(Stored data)
***
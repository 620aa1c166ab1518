//! Resolving split neighbor votes with a language model.
//!
//! Both strategies send the same taxonomy prompt and make exactly one call to
//! the model. They differ in how the answer comes back: [`FreeText`] asks for a
//! bare category token and pattern-matches it out of the completion, while
//! [`ToolCall`] offers an `identify_algorithm` function and trusts its
//! `algorithm_name` argument, falling back to the same pattern matching when
//! the model answers in prose instead.

use crate::error::ClassifyError;
use crate::taxonomy::Category;
use crate::vote::QueryResult;
use providers::{ChatMessage, ChatReply, GenerateOptions, LlmProvider, ToolSpec};
use regex::Regex;
use serde::Deserialize;
use std::fmt::Write as _;
use std::sync::OnceLock;
use tracing::{debug, info, warn};

/// Provenance prefix on labels pulled out of model text.
pub const LLM_TAG: &str = "LLM ";

pub const IDENTIFY_ALGORITHM: &str = "identify_algorithm";

/// Sentinel spelling the prompt asks the model to use for non-crypto code.
const NO_CRYPTO_ANSWER: &str = "NO_CRYPTO";

/// How a disambiguation call was settled.
#[derive(Debug, Clone, PartialEq, Eq)]
pub enum Resolution {
    /// A known token was found in the model's text.
    Extracted(String),
    /// The model called `identify_algorithm`; the name is taken as given.
    ToolInvoked(String),
    /// Nothing recognizable; the trimmed text is kept.
    Unparsed(String),
}

impl Resolution {
    pub fn label(&self) -> String {
        match self {
            Resolution::Extracted(token) => format!("{}{}", LLM_TAG, token),
            Resolution::ToolInvoked(name) => name.clone(),
            Resolution::Unparsed(text) => text.clone(),
        }
    }
}

#[async_trait::async_trait]
pub trait Disambiguator: Send + Sync {
    fn name(&self) -> &'static str;

    async fn resolve(
        &self,
        llm: &dyn LlmProvider,
        result: &QueryResult,
        opts: GenerateOptions,
    ) -> Result<Resolution, ClassifyError>;
}

/// Single completion, answer extracted from the generated text.
#[derive(Debug, Default, Clone, Copy)]
pub struct FreeText;

/// Chat call offering `identify_algorithm`.
#[derive(Debug, Default, Clone, Copy)]
pub struct ToolCall;

#[async_trait::async_trait]
impl Disambiguator for FreeText {
    fn name(&self) -> &'static str {
        "free_text"
    }

    async fn resolve(
        &self,
        llm: &dyn LlmProvider,
        result: &QueryResult,
        opts: GenerateOptions,
    ) -> Result<Resolution, ClassifyError> {
        let mut prompt = taxonomy_prompt(&result.text, &result.distinct_categories());
        prompt.push_str("\nOUTPUT ONLY THE CATEGORY OF THE ALGORITHM AND NOTHING ELSE.\n");
        let answer = llm.generate(&prompt, opts).await?;
        debug!(answer = %answer.trim(), "free-text answer");
        Ok(resolve_text(&answer))
    }
}

#[async_trait::async_trait]
impl Disambiguator for ToolCall {
    fn name(&self) -> &'static str {
        "tool_call"
    }

    async fn resolve(
        &self,
        llm: &dyn LlmProvider,
        result: &QueryResult,
        opts: GenerateOptions,
    ) -> Result<Resolution, ClassifyError> {
        let prompt = taxonomy_prompt(&result.text, &result.distinct_categories());
        let reply = llm
            .chat(&[ChatMessage::user(prompt)], &[identify_algorithm_tool()], opts)
            .await?;
        match reply {
            ChatReply::ToolInvoked { name, arguments } => {
                if name != IDENTIFY_ALGORITHM {
                    return Err(ClassifyError::UnknownTool(name));
                }
                let call = IdentifyAlgorithm::from_arguments(arguments)?;
                info!(
                    algorithm = %call.algorithm_name,
                    explanation = call.explanation.as_deref().unwrap_or(""),
                    "{}", IDENTIFY_ALGORITHM
                );
                Ok(Resolution::ToolInvoked(call.algorithm_name))
            }
            ChatReply::Text { content } => Ok(resolve_text(&content)),
        }
    }
}

/// Arguments of an `identify_algorithm` call after normalization.
#[derive(Debug, Clone, PartialEq, Eq, Deserialize)]
pub struct IdentifyAlgorithm {
    pub algorithm_name: String,
    #[serde(default)]
    pub code: String,
    #[serde(default)]
    pub explanation: Option<String>,
}

impl IdentifyAlgorithm {
    pub fn from_arguments(
        arguments: serde_json::Map<String, serde_json::Value>,
    ) -> Result<Self, ClassifyError> {
        serde_json::from_value(serde_json::Value::Object(normalize_tool_arguments(arguments)))
            .map_err(|e| ClassifyError::MalformedToolCall(e.to_string()))
    }
}

/// Some models name the free-text argument `description`; it replaces
/// `explanation` when present.
pub fn normalize_tool_arguments(
    mut arguments: serde_json::Map<String, serde_json::Value>,
) -> serde_json::Map<String, serde_json::Value> {
    if let Some(description) = arguments.remove("description") {
        arguments.insert("explanation".to_string(), description);
    }
    arguments
}

pub fn identify_algorithm_tool() -> ToolSpec {
    ToolSpec::function(
        IDENTIFY_ALGORITHM,
        "This function identifies a given fragment of code by name. It is used to detect cryptographic code.",
        serde_json::json!({
            "type": "object",
            "properties": {
                "code": {
                    "type": "string",
                    "description": "The code that was identified as with the algorithm_name parameter",
                },
                "algorithm_name": {
                    "type": "string",
                    "description": "The identified algorithm name or NO_CRYPTO if it is not a cryptographic code",
                },
                "explanation": {
                    "type": "string",
                    "description": "An explanation of why the algorithm is identified by that name",
                },
            },
            "required": ["algorithm_name", "code", "explanation"],
        }),
    )
}

/// The shared instruction block: taxonomy grouped by use vs implementation,
/// the snippet, and the categories the neighbor vote split between.
pub fn taxonomy_prompt(snippet: &str, hint: &[&str]) -> String {
    let mut prompt = String::from(
        "You are a machine capable of recognizing algorithms or fragments of use of algorithms.\n\
         Given the following code, identify if it is an implementation of a cryptographic\n\
         algorithm, the use of a cryptographic algorithm, or just general code. Any code that\n\
         hashes a password, digests a message, signs a token, or otherwise calls a\n\
         cryptographic primitive counts as a use.\n\n\
         If the code uses a cryptographic primitive, the possible categories are:\n",
    );
    for c in Category::USES {
        let _ = writeln!(prompt, "- {}: {}", c, use_description(c));
    }
    prompt.push_str("\nIf the code is an implementation, the possible categories are:\n");
    for c in Category::IMPLEMENTATIONS {
        let _ = writeln!(prompt, "- {}", c);
    }
    let _ = write!(
        prompt,
        "\nIf the code neither implements nor uses any cryptographic primitive, the output\n\
         should be {}.\n\nThe code is as follows:\n{}\n",
        NO_CRYPTO_ANSWER, snippet
    );
    if !hint.is_empty() {
        let _ = write!(
            prompt,
            "\nIf useful, a previous model has classified this code as one of these categories:\n{}\n",
            hint.join(", ")
        );
    }
    prompt
}

fn use_description(c: Category) -> &'static str {
    match c {
        Category::UsesAes => "in case the code is using the AES algorithm.",
        Category::PasswordPbkdf2Sha256 => "in case it is using a key derivation algorithm.",
        Category::PasswordBcrypt => "in case it is using the bcrypt algorithm.",
        _ => "",
    }
}

struct ExtractionPatterns {
    /// Canonical names plus the spellings the prompt itself suggests.
    canonical: Regex,
    /// Common digest spellings.
    sha_variant: Regex,
}

static PATTERNS: OnceLock<ExtractionPatterns> = OnceLock::new();

impl ExtractionPatterns {
    fn new() -> Self {
        let tokens: Vec<String> = Category::ALL
            .iter()
            .map(|c| c.as_str())
            .chain([NO_CRYPTO_ANSWER, "bcrypt"])
            .map(regex::escape)
            .collect();
        Self {
            canonical: Regex::new(&format!("({})", tokens.join("|")))
                .expect("canonical category regex must compile"),
            sha_variant: Regex::new(r"SHA-256|SHA256|SHA-1|SHA1|SHA-512|SHA512|SHA-3|SHA3")
                .expect("sha variant regex must compile"),
        }
    }
}

fn patterns() -> &'static ExtractionPatterns {
    PATTERNS.get_or_init(ExtractionPatterns::new)
}

/// Two-stage token search over the trimmed text. Canonical names are tried
/// first; a digest spelling starting at the same offset as a canonical hit
/// (`SHA-256` vs `SHA`) is the more specific answer and wins.
pub fn extract_category(text: &str) -> Option<&str> {
    let text = text.trim();
    let p = patterns();
    if let Some(hit) = p.canonical.find(text) {
        if let Some(variant) = p.sha_variant.find_at(text, hit.start()) {
            if variant.start() == hit.start() && variant.end() > hit.end() {
                return Some(variant.as_str());
            }
        }
        return Some(hit.as_str());
    }
    p.sha_variant.find(text).map(|m| m.as_str())
}

pub fn resolve_text(text: &str) -> Resolution {
    match extract_category(text) {
        Some(token) => Resolution::Extracted(token.to_string()),
        None => {
            let raw = text.trim().to_string();
            warn!(answer = %raw, "model answer matched no known category");
            Resolution::Unparsed(raw)
        }
    }
}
***
• _Task to complete_:
Please transcribe exactly the lines above from the line that has "vote split between." up to and including the line that has "Given the following"; no other line belongs in the answer.

• _Your response_:
/// the snippet, and the categories the neighbor vote split between.
pub fn taxonomy_prompt(snippet: &str, hint: &[&str]) -> String {
    let mut prompt = String::from(
        "You are a machine capable of recognizing algorithms or fragments of use of algorithms.\n\
         Given the following code, identify if it is an implementation of a cryptographic\n\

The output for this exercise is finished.